Stored data entries
Segment Open

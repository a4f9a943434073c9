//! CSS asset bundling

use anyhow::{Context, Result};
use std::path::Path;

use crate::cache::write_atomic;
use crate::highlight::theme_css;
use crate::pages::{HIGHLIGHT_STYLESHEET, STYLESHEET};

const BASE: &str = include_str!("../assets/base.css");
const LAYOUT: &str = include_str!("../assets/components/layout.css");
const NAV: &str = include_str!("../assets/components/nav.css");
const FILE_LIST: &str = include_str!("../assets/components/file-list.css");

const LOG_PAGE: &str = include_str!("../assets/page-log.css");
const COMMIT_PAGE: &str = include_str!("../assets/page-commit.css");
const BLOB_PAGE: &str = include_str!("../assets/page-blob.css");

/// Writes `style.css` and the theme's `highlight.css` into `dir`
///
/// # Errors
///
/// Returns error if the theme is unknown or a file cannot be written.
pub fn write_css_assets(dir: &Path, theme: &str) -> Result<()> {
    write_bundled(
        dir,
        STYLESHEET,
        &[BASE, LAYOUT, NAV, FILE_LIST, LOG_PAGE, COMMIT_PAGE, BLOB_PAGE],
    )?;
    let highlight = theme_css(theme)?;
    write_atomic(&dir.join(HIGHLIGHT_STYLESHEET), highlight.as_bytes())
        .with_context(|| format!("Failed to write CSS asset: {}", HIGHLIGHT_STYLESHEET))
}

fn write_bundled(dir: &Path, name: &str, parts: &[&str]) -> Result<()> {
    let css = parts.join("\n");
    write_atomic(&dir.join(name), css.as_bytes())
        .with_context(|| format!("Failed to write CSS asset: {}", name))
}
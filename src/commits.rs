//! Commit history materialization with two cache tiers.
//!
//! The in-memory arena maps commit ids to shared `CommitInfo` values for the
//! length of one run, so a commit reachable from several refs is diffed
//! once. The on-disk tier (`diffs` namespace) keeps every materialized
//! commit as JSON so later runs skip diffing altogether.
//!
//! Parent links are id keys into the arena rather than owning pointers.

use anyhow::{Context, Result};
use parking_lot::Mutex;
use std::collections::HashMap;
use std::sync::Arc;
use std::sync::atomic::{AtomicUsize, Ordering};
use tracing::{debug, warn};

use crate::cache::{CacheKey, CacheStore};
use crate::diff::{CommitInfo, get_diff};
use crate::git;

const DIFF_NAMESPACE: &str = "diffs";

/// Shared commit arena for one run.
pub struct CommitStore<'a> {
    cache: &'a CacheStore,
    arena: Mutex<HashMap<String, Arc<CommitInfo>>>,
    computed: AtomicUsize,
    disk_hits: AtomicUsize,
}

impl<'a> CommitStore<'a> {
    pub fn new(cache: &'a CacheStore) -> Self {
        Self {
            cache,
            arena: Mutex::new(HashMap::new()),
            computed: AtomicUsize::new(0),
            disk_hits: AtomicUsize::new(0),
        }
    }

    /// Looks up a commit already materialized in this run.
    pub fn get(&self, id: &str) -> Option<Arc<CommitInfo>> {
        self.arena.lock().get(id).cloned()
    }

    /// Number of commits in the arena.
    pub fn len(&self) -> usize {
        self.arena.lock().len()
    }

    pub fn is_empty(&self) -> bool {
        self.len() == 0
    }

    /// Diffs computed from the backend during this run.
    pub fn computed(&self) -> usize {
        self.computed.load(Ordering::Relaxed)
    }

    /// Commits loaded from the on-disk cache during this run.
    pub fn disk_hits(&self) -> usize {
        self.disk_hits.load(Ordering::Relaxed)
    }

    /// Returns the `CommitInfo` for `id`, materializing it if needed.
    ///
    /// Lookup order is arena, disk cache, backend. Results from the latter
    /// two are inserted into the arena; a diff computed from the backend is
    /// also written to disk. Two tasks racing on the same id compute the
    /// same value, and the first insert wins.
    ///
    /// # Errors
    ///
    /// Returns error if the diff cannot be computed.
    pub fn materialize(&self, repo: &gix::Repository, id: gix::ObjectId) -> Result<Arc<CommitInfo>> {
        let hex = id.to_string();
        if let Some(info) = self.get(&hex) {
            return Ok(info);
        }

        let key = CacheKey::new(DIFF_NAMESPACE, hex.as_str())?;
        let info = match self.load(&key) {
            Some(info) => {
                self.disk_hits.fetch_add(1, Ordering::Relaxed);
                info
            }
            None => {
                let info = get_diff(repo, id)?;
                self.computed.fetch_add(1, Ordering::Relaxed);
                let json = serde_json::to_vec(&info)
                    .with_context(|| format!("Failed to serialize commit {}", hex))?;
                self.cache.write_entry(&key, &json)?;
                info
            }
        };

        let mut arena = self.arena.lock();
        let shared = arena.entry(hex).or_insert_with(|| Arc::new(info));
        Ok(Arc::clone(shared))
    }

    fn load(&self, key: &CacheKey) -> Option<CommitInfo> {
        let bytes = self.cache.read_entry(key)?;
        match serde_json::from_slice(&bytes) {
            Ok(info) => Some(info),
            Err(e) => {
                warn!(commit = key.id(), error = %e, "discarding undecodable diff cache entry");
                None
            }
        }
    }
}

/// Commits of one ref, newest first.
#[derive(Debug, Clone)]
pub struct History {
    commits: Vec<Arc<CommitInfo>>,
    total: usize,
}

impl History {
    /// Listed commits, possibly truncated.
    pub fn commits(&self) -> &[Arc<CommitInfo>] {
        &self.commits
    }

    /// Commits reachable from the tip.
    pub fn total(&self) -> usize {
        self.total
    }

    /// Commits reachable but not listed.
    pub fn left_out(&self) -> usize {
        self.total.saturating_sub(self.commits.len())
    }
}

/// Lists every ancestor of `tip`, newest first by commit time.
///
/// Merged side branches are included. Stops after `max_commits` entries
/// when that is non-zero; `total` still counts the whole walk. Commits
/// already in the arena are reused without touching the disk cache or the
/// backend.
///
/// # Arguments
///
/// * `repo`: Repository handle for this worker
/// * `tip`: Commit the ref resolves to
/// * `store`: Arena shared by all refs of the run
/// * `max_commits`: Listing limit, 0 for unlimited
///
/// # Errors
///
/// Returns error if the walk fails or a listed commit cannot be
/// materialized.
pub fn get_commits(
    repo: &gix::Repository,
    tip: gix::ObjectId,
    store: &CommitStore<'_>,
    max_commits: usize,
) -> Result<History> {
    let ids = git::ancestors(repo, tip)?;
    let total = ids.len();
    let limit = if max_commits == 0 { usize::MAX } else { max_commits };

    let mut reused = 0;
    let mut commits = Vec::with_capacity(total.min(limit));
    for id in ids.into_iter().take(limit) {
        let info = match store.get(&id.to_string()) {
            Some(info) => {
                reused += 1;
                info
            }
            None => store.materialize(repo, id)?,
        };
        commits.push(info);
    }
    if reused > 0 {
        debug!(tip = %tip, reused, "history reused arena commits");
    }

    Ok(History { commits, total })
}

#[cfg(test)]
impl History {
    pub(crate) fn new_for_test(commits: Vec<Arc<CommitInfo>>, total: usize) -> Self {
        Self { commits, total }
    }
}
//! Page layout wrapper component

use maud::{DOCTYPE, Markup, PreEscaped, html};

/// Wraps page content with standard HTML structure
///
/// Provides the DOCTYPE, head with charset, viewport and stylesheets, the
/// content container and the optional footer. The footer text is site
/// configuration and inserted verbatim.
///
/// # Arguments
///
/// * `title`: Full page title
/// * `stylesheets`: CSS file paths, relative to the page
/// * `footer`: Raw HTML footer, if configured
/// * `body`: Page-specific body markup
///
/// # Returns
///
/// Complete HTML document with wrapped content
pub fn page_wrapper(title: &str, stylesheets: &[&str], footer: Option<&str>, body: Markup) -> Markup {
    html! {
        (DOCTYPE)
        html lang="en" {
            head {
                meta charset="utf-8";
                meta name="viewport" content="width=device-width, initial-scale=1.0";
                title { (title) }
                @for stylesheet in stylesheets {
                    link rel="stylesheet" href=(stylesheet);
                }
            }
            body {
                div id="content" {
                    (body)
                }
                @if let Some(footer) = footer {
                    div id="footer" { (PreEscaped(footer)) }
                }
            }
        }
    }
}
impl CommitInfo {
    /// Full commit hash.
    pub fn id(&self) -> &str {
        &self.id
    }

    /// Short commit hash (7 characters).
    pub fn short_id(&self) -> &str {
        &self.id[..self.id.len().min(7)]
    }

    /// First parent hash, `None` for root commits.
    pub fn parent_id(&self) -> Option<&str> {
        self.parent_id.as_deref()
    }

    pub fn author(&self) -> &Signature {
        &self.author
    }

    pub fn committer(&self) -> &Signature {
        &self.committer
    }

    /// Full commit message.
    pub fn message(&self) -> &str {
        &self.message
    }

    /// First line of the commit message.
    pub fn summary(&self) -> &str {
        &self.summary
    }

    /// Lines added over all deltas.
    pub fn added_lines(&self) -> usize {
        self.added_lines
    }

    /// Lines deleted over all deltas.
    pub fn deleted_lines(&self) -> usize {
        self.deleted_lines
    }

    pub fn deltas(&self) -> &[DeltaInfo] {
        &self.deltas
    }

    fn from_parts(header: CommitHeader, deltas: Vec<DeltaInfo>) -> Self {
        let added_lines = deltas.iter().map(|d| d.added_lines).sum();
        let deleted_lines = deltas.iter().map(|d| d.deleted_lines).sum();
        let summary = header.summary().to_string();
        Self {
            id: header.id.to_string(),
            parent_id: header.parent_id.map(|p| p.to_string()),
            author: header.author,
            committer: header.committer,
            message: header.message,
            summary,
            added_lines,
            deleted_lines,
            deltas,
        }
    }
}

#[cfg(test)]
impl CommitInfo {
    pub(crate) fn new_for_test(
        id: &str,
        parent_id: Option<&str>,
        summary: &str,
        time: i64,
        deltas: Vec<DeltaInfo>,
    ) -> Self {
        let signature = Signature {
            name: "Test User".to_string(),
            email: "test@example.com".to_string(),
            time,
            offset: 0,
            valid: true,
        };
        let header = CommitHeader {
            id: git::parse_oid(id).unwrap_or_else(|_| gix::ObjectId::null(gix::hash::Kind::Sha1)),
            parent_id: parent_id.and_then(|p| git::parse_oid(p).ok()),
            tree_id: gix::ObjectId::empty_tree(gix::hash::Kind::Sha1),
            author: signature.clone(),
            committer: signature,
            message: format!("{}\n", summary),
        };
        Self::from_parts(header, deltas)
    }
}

Segment Closed
Segment Open

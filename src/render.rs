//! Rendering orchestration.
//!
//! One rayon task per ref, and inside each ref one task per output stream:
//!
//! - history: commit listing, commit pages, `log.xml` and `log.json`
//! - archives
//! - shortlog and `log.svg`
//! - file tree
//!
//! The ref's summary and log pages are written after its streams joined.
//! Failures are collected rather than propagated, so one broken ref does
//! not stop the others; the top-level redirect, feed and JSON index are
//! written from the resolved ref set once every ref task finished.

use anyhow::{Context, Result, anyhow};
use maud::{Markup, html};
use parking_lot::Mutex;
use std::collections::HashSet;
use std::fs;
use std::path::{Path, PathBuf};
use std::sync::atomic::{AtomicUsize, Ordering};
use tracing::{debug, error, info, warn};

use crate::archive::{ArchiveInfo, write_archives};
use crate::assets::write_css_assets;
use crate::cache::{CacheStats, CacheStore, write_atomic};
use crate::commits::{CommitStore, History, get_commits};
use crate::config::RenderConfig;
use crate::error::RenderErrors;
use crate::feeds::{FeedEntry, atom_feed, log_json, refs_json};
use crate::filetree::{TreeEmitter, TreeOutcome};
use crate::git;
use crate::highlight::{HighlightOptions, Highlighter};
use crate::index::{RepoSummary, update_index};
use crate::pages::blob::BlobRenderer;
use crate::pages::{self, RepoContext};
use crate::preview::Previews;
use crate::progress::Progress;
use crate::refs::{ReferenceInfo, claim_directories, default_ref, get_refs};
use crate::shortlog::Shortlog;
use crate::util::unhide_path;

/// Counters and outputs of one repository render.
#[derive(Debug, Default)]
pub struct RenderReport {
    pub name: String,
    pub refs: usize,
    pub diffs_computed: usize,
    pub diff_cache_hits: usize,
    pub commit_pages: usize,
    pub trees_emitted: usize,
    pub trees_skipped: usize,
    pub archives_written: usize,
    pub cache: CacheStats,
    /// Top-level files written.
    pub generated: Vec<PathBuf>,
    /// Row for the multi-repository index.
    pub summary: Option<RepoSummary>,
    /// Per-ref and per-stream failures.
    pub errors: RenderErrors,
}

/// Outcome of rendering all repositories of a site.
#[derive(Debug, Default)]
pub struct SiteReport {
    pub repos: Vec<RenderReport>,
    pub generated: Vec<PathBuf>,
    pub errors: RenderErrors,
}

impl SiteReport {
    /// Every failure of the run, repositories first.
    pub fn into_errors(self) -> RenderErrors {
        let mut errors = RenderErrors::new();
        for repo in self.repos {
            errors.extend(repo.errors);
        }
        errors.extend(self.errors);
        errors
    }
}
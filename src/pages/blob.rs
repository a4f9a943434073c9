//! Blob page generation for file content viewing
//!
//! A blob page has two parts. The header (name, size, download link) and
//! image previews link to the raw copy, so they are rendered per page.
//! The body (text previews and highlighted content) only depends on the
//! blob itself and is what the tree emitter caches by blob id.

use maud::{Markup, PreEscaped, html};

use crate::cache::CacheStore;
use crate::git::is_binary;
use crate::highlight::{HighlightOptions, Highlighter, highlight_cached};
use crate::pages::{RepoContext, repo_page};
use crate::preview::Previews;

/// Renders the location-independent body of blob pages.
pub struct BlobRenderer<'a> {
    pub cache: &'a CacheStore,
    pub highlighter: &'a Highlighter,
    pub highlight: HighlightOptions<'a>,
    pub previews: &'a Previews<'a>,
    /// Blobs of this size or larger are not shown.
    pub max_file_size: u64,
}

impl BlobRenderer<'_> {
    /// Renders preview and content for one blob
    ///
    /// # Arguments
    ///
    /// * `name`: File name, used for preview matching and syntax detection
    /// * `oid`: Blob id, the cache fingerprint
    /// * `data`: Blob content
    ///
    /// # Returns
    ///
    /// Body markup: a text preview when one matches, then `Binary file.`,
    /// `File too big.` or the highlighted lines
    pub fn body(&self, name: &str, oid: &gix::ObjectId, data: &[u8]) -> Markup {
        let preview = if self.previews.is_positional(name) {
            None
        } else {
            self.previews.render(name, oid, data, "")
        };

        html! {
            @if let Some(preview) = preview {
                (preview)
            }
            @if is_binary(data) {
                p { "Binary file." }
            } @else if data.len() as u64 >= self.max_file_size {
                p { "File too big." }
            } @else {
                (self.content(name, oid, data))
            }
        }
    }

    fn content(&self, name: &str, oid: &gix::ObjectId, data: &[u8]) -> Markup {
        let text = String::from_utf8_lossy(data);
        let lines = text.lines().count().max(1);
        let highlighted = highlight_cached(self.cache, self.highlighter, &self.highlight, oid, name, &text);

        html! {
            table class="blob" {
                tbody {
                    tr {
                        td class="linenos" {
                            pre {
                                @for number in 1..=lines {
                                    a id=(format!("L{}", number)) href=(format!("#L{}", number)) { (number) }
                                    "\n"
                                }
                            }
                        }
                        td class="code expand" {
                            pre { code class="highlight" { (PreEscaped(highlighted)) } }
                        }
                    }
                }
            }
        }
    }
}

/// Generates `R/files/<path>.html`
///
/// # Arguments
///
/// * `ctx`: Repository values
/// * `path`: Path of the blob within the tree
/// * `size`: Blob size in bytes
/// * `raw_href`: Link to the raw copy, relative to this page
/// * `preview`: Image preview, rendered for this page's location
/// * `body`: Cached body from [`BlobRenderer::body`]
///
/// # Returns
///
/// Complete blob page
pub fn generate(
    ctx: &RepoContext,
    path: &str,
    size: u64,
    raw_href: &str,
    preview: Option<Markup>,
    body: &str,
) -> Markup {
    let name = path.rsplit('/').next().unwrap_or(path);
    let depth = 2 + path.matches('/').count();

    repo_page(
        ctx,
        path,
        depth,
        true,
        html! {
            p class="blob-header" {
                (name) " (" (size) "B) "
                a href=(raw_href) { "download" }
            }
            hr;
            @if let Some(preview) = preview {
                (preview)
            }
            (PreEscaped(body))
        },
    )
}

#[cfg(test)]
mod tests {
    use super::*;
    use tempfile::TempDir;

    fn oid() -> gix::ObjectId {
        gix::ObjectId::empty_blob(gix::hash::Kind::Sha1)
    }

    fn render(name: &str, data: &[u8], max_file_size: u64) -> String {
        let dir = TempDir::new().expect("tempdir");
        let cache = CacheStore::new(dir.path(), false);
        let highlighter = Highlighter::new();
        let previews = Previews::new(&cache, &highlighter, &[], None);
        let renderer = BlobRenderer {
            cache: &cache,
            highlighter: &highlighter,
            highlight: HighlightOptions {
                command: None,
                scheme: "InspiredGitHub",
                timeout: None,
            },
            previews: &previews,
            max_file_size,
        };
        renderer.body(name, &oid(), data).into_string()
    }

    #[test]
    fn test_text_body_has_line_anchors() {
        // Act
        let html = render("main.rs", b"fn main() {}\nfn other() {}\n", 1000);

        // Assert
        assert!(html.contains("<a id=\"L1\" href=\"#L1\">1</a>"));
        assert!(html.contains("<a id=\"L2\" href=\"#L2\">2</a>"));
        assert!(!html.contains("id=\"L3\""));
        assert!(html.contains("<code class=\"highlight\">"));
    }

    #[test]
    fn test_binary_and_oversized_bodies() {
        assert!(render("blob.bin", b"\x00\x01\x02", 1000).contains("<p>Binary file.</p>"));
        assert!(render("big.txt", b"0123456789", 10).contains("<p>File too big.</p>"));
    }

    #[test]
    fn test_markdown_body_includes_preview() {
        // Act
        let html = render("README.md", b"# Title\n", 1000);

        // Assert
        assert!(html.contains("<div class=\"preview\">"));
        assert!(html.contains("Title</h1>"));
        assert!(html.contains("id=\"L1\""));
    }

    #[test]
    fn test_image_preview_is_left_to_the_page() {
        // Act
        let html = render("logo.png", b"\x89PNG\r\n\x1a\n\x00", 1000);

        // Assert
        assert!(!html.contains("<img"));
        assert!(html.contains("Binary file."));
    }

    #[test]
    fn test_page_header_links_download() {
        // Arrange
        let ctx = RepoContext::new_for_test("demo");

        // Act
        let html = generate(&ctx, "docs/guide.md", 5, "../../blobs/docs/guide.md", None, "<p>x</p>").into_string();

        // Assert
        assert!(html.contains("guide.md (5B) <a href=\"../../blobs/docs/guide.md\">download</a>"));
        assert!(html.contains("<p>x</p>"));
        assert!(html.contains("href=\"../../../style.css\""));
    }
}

Segment Closed

YOUR GOAL: Scan the records for the string "during" and report each line where it occurs.

WRITTEN REPLY:
    /// Diffs computed from the backend during this run.
    /// Commits loaded from the on-disk cache during this run.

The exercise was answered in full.